> _Listed entries_:
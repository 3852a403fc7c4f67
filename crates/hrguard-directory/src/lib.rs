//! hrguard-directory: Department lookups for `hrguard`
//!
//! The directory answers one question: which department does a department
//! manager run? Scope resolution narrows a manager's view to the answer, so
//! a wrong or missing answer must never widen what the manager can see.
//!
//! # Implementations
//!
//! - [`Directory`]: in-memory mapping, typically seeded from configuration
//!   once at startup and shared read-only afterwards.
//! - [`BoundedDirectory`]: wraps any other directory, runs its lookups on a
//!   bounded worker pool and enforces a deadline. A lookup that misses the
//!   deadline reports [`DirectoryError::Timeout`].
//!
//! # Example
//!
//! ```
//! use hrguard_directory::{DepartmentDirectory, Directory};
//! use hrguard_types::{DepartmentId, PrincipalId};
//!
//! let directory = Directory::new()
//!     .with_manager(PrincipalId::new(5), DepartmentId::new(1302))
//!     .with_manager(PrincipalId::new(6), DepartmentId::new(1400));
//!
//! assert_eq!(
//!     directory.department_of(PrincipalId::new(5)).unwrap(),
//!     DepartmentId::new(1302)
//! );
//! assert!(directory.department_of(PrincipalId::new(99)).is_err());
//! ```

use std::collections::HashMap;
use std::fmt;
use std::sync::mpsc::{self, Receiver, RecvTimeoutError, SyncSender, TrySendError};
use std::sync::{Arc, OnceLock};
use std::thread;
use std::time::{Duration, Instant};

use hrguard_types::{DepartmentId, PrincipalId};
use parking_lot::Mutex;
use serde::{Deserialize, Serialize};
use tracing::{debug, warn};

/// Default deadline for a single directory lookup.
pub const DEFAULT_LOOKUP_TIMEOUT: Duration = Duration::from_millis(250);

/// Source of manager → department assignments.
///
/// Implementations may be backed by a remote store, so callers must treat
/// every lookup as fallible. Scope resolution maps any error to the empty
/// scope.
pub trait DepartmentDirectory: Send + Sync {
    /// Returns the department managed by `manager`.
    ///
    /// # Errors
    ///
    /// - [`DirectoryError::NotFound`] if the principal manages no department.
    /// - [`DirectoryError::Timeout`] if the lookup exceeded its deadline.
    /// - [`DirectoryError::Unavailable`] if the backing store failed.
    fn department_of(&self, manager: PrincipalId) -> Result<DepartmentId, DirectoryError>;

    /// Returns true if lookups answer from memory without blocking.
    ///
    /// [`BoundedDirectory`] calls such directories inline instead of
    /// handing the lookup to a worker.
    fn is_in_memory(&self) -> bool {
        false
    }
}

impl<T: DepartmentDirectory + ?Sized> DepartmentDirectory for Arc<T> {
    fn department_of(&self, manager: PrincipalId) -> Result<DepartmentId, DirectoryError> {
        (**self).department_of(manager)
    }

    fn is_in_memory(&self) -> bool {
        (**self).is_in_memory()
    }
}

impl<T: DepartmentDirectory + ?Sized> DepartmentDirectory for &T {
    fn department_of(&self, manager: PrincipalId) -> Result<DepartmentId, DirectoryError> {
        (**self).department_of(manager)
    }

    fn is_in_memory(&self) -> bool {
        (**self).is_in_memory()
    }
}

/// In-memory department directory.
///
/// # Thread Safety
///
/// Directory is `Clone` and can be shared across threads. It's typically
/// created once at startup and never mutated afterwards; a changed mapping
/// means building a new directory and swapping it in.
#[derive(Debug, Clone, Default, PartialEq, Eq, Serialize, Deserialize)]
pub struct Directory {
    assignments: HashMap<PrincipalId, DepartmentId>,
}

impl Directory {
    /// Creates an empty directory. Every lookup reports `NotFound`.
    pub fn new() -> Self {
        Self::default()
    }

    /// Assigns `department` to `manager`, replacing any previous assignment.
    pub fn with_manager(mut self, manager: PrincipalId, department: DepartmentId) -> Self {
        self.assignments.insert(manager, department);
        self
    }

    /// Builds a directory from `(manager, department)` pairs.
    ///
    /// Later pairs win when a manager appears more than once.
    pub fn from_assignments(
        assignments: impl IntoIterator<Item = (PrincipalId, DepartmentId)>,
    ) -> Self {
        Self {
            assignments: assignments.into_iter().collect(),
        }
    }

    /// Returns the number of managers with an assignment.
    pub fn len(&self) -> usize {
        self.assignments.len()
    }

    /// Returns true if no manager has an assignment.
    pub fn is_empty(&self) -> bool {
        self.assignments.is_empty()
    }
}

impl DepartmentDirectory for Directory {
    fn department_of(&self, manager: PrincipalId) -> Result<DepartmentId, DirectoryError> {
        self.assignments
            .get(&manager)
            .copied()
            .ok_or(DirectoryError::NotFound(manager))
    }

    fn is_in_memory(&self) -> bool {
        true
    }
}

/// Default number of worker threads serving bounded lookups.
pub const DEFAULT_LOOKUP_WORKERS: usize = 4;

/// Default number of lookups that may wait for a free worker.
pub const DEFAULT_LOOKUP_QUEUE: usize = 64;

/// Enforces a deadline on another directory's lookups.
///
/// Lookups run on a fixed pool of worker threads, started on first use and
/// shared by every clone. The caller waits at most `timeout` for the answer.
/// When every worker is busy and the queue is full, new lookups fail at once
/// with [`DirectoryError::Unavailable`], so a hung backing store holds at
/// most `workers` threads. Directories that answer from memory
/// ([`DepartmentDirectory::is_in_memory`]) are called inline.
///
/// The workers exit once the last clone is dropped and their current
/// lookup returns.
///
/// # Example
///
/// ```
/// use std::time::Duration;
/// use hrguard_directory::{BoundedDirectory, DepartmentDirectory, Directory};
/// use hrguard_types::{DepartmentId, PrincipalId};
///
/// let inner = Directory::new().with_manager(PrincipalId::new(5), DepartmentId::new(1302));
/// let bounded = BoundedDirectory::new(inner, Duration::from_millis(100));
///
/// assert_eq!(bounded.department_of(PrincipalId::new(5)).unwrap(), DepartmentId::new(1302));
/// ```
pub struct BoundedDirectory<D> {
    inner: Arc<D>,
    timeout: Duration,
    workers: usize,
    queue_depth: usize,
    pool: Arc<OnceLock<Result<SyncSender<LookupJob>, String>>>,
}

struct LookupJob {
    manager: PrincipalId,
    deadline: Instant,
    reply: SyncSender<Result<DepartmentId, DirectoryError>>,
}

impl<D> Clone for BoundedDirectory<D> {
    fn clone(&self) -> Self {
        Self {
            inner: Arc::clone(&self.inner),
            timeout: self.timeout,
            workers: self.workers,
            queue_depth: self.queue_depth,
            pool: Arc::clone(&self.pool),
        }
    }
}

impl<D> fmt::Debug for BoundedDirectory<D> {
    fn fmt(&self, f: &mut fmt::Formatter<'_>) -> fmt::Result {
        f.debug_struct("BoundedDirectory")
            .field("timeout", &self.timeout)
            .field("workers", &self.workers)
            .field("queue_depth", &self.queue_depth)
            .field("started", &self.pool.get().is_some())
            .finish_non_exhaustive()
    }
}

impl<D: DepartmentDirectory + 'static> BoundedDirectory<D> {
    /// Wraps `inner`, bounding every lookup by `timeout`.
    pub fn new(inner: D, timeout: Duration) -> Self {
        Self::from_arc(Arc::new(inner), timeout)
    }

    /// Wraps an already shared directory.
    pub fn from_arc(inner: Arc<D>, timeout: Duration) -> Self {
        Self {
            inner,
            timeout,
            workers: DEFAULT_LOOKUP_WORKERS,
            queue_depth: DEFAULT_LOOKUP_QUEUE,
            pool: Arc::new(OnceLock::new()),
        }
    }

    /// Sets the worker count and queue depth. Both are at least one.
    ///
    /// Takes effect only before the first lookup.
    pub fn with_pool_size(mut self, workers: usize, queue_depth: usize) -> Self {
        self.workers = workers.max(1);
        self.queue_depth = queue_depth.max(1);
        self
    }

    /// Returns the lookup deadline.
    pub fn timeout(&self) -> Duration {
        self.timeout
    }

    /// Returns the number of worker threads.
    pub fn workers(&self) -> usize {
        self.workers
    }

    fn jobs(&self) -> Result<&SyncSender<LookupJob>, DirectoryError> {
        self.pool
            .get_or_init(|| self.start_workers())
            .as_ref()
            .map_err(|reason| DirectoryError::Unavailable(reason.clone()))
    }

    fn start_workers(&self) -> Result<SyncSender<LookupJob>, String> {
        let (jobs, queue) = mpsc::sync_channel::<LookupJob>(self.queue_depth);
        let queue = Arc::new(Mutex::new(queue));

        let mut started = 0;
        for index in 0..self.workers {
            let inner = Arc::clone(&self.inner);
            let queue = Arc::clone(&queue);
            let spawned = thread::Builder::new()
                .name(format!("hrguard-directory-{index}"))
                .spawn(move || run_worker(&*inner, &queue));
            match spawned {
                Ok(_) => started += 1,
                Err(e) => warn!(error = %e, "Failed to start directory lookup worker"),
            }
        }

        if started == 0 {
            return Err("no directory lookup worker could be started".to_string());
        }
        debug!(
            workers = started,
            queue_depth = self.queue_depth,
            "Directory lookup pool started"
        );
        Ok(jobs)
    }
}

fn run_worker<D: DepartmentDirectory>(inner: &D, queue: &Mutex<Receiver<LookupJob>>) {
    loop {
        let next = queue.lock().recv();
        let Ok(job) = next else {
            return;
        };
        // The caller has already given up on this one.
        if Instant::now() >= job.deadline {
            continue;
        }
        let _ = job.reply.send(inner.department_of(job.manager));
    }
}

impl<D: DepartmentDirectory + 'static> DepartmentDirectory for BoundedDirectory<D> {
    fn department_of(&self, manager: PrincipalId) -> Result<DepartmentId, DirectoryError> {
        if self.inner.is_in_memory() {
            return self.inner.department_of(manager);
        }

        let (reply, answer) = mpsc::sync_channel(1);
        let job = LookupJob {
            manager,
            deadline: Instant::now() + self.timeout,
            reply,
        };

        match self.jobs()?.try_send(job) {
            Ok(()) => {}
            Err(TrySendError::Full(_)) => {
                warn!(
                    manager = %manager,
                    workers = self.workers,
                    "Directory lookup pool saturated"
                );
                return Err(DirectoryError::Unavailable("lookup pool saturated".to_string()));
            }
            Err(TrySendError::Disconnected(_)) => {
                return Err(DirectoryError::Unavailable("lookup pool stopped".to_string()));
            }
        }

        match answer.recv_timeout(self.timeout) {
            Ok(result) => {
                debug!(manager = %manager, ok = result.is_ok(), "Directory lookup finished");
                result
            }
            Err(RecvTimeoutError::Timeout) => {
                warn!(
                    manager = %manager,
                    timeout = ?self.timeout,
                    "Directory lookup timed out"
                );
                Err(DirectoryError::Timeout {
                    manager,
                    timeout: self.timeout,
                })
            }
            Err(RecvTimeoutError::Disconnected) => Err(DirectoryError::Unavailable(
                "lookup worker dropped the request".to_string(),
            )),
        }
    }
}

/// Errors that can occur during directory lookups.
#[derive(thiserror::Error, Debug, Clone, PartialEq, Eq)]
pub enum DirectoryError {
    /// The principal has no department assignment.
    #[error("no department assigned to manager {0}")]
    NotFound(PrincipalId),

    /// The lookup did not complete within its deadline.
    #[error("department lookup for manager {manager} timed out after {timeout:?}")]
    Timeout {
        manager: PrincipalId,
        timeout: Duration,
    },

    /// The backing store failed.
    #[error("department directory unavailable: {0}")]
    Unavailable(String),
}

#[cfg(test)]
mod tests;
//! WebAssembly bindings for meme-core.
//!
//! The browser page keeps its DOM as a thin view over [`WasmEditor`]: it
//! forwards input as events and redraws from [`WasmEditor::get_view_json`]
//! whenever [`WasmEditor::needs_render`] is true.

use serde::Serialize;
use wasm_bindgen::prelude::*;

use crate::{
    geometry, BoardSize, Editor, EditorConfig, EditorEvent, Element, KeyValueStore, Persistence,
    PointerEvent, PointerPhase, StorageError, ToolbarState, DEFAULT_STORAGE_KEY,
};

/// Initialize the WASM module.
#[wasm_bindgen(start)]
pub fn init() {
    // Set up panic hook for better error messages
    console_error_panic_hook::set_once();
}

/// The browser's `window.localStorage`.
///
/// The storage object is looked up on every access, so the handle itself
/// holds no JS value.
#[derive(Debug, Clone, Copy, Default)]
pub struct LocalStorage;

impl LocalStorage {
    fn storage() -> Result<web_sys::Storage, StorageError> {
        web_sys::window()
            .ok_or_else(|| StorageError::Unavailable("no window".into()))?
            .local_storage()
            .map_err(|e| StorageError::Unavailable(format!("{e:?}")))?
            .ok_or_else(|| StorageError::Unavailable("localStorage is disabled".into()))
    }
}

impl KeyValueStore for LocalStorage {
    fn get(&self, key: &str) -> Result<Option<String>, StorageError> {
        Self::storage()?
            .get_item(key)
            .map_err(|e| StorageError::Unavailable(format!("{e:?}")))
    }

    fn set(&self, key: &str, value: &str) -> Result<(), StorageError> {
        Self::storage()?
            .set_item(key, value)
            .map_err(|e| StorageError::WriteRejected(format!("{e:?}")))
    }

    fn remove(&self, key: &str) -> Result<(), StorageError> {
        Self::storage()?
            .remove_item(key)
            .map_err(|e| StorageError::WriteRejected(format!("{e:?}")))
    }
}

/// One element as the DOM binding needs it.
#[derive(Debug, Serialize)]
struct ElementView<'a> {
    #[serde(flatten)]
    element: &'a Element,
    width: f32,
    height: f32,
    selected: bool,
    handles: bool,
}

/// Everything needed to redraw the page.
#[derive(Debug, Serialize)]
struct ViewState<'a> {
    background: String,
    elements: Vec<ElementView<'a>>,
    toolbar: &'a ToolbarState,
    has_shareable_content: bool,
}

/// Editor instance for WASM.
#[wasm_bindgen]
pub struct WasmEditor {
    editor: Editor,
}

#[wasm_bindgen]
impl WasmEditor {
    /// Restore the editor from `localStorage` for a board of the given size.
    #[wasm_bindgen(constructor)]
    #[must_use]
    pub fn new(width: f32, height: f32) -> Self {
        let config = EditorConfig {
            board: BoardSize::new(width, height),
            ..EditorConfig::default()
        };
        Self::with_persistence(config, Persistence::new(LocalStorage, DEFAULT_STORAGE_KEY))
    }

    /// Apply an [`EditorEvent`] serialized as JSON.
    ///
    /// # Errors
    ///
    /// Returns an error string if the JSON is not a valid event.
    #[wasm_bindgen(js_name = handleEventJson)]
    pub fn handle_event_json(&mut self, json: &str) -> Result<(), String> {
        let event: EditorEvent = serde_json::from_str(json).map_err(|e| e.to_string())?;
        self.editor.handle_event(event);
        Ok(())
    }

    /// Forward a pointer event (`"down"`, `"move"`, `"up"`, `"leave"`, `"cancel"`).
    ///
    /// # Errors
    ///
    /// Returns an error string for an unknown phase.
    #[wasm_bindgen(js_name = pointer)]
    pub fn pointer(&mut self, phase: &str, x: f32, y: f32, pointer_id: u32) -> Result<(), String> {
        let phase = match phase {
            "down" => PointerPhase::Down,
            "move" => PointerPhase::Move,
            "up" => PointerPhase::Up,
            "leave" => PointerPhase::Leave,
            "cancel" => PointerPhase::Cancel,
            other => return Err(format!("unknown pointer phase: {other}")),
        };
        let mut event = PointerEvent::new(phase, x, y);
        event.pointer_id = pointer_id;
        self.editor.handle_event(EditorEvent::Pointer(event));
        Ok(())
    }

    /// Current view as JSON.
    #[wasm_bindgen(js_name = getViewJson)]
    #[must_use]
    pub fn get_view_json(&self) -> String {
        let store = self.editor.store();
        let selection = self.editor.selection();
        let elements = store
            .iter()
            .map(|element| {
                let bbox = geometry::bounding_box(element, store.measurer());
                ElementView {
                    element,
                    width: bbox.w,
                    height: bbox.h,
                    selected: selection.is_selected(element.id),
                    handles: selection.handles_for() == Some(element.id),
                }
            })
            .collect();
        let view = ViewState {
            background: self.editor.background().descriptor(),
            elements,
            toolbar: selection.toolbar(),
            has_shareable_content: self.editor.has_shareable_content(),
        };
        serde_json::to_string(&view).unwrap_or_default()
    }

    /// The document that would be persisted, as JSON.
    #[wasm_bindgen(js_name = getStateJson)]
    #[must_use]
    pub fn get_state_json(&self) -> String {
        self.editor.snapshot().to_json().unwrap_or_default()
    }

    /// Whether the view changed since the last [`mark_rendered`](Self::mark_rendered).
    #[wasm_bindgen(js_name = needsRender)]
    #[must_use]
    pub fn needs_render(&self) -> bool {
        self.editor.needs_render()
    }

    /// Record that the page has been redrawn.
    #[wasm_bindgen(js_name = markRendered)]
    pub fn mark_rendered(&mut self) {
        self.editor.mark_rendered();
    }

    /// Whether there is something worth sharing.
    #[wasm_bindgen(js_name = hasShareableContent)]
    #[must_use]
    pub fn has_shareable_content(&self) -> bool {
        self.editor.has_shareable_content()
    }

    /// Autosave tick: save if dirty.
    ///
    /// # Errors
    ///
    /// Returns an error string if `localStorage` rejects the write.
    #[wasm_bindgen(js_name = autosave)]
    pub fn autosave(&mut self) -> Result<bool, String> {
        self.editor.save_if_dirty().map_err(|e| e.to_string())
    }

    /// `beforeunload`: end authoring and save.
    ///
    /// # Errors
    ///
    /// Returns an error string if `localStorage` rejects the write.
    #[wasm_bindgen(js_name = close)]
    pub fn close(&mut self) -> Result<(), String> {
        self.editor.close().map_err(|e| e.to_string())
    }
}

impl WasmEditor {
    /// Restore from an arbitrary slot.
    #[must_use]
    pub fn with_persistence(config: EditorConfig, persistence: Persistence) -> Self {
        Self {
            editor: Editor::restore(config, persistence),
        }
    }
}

> _Task directions_: The first line of the records and every line down to the line with "if the backing store failed." must be quoted exactly; leave out all else.

> _Answer to this task_:
repository 3852a403fc7c4f67
filename crates/hrguard-directory/src/lib.rs
//! hrguard-directory: Department lookups for `hrguard`
//!
//! The directory answers one question: which department does a department
//! manager run? Scope resolution narrows a manager's view to the answer, so
//! a wrong or missing answer must never widen what the manager can see.
//!
//! # Implementations
//!
//! - [`Directory`]: in-memory mapping, typically seeded from configuration
//!   once at startup and shared read-only afterwards.
//! - [`BoundedDirectory`]: wraps any other directory, runs its lookups on a
//!   bounded worker pool and enforces a deadline. A lookup that misses the
//!   deadline reports [`DirectoryError::Timeout`].
//!
//! # Example
//!
//! ```
//! use hrguard_directory::{DepartmentDirectory, Directory};
//! use hrguard_types::{DepartmentId, PrincipalId};
//!
//! let directory = Directory::new()
//!     .with_manager(PrincipalId::new(5), DepartmentId::new(1302))
//!     .with_manager(PrincipalId::new(6), DepartmentId::new(1400));
//!
//! assert_eq!(
//!     directory.department_of(PrincipalId::new(5)).unwrap(),
//!     DepartmentId::new(1302)
//! );
//! assert!(directory.department_of(PrincipalId::new(99)).is_err());
//! ```

use std::collections::HashMap;
use std::fmt;
use std::sync::mpsc::{self, Receiver, RecvTimeoutError, SyncSender, TrySendError};
use std::sync::{Arc, OnceLock};
use std::thread;
use std::time::{Duration, Instant};

use hrguard_types::{DepartmentId, PrincipalId};
use parking_lot::Mutex;
use serde::{Deserialize, Serialize};
use tracing::{debug, warn};

/// Default deadline for a single directory lookup.
pub const DEFAULT_LOOKUP_TIMEOUT: Duration = Duration::from_millis(250);

/// Source of manager → department assignments.
///
/// Implementations may be backed by a remote store, so callers must treat
/// every lookup as fallible. Scope resolution maps any error to the empty
/// scope.
pub trait DepartmentDirectory: Send + Sync {
    /// Returns the department managed by `manager`.
    ///
    /// # Errors
    ///
    /// - [`DirectoryError::NotFound`] if the principal manages no department.
    /// - [`DirectoryError::Timeout`] if the lookup exceeded its deadline.
    /// - [`DirectoryError::Unavailable`] if the backing store failed.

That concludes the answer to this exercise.